| What you will do |
Go through the following listing and count each line that contains the string "assertion"; the answer is that number alone.
-*-*-
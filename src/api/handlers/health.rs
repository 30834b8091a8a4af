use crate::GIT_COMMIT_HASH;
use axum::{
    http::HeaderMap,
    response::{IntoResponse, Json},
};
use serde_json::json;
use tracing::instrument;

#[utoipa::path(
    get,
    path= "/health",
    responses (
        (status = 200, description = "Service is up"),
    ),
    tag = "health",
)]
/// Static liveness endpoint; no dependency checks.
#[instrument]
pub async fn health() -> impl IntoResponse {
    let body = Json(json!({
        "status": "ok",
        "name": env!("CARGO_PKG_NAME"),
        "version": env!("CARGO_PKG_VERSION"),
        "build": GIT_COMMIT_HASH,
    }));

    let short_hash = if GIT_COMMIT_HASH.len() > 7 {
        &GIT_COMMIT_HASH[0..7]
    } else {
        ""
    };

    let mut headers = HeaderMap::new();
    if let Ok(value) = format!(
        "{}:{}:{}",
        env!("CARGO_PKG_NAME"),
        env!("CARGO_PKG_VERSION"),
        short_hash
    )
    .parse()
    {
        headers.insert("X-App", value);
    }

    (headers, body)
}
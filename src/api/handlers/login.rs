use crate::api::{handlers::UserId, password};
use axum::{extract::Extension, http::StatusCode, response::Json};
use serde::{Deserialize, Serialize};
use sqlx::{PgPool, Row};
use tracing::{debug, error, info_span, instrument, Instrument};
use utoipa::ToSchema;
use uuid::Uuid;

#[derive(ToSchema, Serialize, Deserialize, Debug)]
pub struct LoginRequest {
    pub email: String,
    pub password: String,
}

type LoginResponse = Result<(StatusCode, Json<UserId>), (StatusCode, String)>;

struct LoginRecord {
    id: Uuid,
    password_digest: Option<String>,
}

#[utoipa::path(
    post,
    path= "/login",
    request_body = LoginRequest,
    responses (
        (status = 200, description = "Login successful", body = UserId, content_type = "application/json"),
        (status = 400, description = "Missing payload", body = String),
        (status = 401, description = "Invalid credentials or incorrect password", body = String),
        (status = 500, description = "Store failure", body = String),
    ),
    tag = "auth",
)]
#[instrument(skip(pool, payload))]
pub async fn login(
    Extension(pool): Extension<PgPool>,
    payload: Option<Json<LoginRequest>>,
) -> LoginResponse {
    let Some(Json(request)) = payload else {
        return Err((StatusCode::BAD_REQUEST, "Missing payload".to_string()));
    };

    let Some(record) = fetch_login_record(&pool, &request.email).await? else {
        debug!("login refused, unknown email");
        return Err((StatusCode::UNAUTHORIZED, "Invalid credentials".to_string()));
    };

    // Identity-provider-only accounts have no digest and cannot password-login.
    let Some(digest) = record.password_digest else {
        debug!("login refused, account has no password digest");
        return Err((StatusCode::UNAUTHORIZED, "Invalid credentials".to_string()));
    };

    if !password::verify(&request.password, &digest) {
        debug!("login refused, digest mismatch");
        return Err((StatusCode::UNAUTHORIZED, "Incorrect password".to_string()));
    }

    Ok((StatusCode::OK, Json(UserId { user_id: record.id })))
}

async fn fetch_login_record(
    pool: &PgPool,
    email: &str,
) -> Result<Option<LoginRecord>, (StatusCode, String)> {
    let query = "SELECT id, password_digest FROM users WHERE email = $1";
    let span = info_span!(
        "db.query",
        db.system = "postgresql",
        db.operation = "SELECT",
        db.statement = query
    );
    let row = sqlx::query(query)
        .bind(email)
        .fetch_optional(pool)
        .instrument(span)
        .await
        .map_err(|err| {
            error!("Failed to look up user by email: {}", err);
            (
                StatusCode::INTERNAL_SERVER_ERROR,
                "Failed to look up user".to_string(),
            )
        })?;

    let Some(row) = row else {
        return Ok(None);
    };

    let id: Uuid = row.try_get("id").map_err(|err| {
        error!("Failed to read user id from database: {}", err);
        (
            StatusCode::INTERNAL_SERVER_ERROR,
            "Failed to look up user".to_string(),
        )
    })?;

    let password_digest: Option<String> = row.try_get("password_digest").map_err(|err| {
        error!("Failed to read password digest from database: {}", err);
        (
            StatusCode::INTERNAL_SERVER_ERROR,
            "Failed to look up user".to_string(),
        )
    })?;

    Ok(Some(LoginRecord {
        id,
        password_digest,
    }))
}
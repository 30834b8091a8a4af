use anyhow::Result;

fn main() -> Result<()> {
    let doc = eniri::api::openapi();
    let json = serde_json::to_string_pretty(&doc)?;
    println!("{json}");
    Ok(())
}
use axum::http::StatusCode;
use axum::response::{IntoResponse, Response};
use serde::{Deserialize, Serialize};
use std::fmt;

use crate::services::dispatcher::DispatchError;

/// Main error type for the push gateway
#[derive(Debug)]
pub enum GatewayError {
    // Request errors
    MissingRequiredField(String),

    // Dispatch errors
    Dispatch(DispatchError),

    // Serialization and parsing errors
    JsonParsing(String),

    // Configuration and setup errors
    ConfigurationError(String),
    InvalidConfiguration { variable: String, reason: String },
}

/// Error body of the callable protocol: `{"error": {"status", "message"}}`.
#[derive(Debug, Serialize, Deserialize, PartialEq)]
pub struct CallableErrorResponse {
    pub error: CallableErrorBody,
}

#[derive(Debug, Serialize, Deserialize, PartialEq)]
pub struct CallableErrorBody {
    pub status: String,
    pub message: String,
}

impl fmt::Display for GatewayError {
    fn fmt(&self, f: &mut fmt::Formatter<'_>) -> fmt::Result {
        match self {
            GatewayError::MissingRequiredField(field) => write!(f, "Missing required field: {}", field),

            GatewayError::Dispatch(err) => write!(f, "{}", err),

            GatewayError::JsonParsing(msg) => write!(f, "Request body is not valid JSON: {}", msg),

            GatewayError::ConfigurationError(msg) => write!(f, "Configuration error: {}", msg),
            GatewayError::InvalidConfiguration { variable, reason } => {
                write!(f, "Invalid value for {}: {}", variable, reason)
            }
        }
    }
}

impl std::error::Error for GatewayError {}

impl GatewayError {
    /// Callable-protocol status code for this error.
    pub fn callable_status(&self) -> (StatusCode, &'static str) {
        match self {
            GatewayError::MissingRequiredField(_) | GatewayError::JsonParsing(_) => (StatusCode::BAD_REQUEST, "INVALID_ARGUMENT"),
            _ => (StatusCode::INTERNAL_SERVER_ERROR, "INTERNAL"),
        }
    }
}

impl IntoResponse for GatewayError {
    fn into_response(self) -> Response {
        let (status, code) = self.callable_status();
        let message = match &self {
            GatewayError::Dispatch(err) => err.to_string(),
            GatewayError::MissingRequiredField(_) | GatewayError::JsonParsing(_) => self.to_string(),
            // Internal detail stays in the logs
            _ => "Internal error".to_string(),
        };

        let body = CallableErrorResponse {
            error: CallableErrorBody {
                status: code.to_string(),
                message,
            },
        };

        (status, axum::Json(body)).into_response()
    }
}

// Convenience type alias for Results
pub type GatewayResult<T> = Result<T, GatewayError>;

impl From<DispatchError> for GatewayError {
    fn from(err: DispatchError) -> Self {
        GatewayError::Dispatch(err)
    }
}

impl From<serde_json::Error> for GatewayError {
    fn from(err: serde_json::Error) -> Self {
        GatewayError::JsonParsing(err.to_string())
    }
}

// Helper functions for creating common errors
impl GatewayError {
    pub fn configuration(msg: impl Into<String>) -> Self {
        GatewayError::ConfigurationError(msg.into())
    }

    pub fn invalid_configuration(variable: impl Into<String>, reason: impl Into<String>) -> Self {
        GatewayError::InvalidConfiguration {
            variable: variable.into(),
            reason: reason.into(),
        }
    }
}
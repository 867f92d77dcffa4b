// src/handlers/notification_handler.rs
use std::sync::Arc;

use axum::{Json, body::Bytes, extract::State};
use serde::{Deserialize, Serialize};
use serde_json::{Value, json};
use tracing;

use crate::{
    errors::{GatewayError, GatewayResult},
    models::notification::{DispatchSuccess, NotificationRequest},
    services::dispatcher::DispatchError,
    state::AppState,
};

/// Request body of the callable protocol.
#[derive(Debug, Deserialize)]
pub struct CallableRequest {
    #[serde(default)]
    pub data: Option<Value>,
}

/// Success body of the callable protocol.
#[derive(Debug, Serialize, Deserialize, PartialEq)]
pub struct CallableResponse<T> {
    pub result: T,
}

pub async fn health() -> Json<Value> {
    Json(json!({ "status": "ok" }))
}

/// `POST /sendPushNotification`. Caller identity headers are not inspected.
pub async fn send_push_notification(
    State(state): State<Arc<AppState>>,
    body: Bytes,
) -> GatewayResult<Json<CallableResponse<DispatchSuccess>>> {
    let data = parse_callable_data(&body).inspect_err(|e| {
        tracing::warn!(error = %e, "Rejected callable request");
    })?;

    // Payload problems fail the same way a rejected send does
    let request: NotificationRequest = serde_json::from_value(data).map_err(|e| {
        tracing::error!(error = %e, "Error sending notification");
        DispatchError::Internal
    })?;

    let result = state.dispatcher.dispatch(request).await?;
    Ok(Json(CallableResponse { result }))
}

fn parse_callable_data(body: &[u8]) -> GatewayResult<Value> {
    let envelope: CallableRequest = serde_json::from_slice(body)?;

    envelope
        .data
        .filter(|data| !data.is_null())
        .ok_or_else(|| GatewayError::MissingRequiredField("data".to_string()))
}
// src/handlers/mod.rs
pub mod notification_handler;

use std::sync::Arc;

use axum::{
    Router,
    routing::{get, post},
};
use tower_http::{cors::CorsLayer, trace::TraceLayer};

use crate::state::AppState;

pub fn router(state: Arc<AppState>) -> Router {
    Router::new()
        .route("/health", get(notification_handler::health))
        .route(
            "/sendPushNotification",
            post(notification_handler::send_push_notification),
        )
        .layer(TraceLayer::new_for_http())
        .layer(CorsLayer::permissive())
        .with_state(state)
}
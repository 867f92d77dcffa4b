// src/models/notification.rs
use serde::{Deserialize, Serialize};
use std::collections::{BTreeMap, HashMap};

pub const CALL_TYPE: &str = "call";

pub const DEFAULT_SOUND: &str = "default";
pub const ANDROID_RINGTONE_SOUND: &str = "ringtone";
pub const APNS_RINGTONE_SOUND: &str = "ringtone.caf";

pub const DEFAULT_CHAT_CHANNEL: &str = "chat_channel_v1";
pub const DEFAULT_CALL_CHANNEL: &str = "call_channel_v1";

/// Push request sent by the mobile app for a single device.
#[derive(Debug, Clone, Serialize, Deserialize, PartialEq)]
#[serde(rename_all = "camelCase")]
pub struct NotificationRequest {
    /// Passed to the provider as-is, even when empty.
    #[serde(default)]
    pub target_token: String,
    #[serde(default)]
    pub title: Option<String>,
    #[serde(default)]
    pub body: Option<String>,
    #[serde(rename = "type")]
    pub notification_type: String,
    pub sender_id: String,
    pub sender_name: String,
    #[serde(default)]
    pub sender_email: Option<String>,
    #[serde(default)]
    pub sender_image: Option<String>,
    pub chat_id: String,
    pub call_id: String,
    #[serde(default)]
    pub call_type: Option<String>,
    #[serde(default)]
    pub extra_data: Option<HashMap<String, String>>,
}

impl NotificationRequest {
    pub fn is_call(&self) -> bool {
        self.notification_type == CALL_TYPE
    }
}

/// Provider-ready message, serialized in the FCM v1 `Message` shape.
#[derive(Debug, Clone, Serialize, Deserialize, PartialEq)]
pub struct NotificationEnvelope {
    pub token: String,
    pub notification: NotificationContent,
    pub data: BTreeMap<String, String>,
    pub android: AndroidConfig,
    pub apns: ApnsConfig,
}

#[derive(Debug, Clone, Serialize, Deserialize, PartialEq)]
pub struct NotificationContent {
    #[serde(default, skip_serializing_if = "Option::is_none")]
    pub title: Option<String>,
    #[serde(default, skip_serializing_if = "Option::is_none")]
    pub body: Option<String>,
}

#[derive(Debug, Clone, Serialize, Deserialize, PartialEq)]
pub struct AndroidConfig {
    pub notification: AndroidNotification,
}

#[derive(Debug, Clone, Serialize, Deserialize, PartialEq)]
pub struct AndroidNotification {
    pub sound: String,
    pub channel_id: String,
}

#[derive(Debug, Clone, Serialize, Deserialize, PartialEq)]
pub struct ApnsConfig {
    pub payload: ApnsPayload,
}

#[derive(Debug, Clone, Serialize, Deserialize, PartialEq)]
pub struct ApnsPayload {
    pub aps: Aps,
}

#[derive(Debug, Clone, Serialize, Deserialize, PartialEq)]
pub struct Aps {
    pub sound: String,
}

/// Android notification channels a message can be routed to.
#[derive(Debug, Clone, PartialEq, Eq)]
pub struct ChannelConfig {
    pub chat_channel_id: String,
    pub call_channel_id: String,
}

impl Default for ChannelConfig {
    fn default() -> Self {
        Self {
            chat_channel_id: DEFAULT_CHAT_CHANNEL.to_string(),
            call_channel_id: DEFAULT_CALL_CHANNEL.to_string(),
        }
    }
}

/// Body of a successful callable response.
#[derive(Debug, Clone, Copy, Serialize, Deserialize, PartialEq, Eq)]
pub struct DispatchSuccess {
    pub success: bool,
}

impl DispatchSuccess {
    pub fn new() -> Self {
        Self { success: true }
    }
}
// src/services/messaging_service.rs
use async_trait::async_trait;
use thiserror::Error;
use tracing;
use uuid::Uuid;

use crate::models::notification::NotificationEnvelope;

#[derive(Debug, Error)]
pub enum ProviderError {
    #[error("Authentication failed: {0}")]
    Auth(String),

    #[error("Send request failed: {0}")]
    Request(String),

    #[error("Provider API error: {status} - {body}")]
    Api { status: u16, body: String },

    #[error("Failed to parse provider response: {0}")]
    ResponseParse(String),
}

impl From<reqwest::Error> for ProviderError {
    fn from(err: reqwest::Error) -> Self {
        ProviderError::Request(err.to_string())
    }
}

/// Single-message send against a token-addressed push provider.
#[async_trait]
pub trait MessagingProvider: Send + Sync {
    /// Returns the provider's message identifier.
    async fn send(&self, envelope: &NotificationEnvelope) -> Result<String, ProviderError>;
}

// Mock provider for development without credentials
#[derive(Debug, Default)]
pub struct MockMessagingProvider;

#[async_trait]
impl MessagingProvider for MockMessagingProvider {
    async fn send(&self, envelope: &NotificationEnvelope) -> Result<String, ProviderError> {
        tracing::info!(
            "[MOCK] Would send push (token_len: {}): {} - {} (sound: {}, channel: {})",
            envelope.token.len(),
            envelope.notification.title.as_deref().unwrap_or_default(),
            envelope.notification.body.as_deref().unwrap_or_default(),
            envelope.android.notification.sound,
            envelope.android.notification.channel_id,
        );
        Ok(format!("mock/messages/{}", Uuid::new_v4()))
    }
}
-*-*-
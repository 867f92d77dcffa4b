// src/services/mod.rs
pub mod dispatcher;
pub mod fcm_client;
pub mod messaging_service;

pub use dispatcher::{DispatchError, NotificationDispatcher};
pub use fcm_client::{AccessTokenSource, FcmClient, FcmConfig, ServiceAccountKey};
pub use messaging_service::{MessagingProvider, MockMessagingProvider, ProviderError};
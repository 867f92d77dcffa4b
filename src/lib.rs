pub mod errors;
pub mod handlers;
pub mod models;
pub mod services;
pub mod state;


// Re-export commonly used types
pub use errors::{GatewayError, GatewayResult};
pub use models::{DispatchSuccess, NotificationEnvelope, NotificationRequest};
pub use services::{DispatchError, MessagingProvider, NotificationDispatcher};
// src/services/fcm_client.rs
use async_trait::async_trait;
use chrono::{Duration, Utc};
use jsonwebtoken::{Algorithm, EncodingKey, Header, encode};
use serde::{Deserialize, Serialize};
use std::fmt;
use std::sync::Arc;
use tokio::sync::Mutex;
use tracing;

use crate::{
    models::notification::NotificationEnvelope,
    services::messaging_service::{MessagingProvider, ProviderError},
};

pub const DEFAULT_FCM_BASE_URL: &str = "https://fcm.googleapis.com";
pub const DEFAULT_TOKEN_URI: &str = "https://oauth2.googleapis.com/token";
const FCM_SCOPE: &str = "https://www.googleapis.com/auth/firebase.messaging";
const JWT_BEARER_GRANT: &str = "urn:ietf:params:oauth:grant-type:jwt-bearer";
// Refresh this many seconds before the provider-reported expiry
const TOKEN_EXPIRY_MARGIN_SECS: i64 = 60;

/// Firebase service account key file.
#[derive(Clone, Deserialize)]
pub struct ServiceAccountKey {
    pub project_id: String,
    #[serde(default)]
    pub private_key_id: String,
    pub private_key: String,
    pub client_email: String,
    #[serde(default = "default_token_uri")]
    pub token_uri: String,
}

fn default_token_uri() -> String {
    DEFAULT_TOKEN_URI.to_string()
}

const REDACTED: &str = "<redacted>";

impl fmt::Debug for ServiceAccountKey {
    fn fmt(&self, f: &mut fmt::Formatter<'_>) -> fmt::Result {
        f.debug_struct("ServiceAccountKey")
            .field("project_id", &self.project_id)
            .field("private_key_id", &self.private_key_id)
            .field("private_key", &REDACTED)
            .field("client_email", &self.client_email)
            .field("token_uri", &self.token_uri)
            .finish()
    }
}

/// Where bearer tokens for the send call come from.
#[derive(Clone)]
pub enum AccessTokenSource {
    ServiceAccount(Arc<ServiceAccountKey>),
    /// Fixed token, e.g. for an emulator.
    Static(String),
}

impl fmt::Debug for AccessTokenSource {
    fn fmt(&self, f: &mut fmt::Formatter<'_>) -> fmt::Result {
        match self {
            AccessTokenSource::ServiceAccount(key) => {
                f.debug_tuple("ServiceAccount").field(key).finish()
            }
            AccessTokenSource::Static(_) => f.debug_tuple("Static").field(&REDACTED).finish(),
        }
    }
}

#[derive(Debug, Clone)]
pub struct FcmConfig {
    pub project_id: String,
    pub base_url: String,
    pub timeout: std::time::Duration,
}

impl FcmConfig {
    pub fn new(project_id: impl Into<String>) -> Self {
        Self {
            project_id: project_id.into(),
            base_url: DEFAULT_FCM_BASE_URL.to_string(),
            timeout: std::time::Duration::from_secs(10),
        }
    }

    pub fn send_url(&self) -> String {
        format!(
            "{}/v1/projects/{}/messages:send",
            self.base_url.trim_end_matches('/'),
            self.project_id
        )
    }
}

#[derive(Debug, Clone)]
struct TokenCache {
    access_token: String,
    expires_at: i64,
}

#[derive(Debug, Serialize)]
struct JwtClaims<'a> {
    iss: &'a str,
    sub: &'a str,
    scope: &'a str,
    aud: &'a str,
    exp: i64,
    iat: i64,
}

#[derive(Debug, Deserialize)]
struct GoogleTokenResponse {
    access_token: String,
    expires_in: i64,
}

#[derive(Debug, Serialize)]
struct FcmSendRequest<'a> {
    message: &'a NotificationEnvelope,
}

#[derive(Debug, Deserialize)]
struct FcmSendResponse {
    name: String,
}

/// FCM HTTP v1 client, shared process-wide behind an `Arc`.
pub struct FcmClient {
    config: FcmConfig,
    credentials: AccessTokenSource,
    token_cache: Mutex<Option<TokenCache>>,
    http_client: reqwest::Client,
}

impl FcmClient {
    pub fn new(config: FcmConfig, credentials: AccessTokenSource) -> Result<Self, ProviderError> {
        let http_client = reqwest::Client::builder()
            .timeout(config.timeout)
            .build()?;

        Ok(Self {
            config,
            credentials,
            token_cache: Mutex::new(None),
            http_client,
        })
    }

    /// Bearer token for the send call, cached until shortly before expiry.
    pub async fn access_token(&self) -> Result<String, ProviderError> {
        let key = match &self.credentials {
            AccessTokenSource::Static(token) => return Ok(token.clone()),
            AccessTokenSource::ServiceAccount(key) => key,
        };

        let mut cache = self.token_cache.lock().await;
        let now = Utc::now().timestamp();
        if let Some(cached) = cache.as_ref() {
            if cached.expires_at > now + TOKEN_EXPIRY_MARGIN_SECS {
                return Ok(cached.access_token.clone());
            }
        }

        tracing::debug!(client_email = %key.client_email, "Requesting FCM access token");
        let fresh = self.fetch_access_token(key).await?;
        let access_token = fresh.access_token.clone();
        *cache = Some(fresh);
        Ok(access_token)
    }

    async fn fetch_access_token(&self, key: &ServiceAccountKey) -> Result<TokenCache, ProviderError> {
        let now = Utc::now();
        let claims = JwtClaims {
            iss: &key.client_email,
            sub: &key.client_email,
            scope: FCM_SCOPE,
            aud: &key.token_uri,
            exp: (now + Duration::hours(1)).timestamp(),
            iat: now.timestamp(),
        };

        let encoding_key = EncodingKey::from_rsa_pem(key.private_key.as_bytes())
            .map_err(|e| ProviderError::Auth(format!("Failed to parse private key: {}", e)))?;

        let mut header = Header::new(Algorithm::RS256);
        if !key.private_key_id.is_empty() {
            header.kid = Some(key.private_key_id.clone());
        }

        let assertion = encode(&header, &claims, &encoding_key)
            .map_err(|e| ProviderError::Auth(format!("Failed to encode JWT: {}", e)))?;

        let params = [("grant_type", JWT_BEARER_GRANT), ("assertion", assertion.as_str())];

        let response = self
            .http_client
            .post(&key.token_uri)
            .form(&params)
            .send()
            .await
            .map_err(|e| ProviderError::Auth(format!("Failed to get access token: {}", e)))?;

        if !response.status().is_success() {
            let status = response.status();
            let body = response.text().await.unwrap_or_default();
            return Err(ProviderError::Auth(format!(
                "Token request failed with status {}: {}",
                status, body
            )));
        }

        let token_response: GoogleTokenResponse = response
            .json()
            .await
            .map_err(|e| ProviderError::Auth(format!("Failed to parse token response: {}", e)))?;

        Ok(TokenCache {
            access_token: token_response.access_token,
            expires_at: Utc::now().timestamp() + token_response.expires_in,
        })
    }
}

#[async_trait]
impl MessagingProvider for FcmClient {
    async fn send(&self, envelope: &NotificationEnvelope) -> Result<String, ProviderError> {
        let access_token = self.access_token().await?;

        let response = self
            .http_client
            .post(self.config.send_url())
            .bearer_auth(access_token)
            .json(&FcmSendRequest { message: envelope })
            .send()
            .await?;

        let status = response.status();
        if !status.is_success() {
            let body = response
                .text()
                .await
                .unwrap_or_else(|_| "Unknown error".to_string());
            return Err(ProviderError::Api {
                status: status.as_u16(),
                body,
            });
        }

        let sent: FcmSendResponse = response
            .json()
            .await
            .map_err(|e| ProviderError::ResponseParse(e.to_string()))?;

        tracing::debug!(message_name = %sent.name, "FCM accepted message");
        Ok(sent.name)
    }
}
-*-*-
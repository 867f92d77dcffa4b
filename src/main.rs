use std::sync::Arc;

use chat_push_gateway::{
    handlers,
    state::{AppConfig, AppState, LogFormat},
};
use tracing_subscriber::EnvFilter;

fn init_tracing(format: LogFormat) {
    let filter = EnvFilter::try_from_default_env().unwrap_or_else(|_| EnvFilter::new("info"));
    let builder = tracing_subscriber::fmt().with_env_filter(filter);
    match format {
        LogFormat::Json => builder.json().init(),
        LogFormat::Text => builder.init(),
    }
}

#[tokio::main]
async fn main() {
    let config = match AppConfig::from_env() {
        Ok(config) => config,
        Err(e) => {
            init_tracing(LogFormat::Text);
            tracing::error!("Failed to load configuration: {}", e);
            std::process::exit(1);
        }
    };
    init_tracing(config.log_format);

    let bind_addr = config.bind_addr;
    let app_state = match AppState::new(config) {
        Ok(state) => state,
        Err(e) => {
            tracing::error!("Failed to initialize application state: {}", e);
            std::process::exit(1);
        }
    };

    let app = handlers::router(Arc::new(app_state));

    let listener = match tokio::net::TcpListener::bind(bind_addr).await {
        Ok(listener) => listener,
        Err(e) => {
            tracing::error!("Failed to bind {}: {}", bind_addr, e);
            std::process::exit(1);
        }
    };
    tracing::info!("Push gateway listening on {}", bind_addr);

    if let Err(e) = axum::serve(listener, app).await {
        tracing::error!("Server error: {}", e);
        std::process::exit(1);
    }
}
-*-*-
| Exercise answer |
2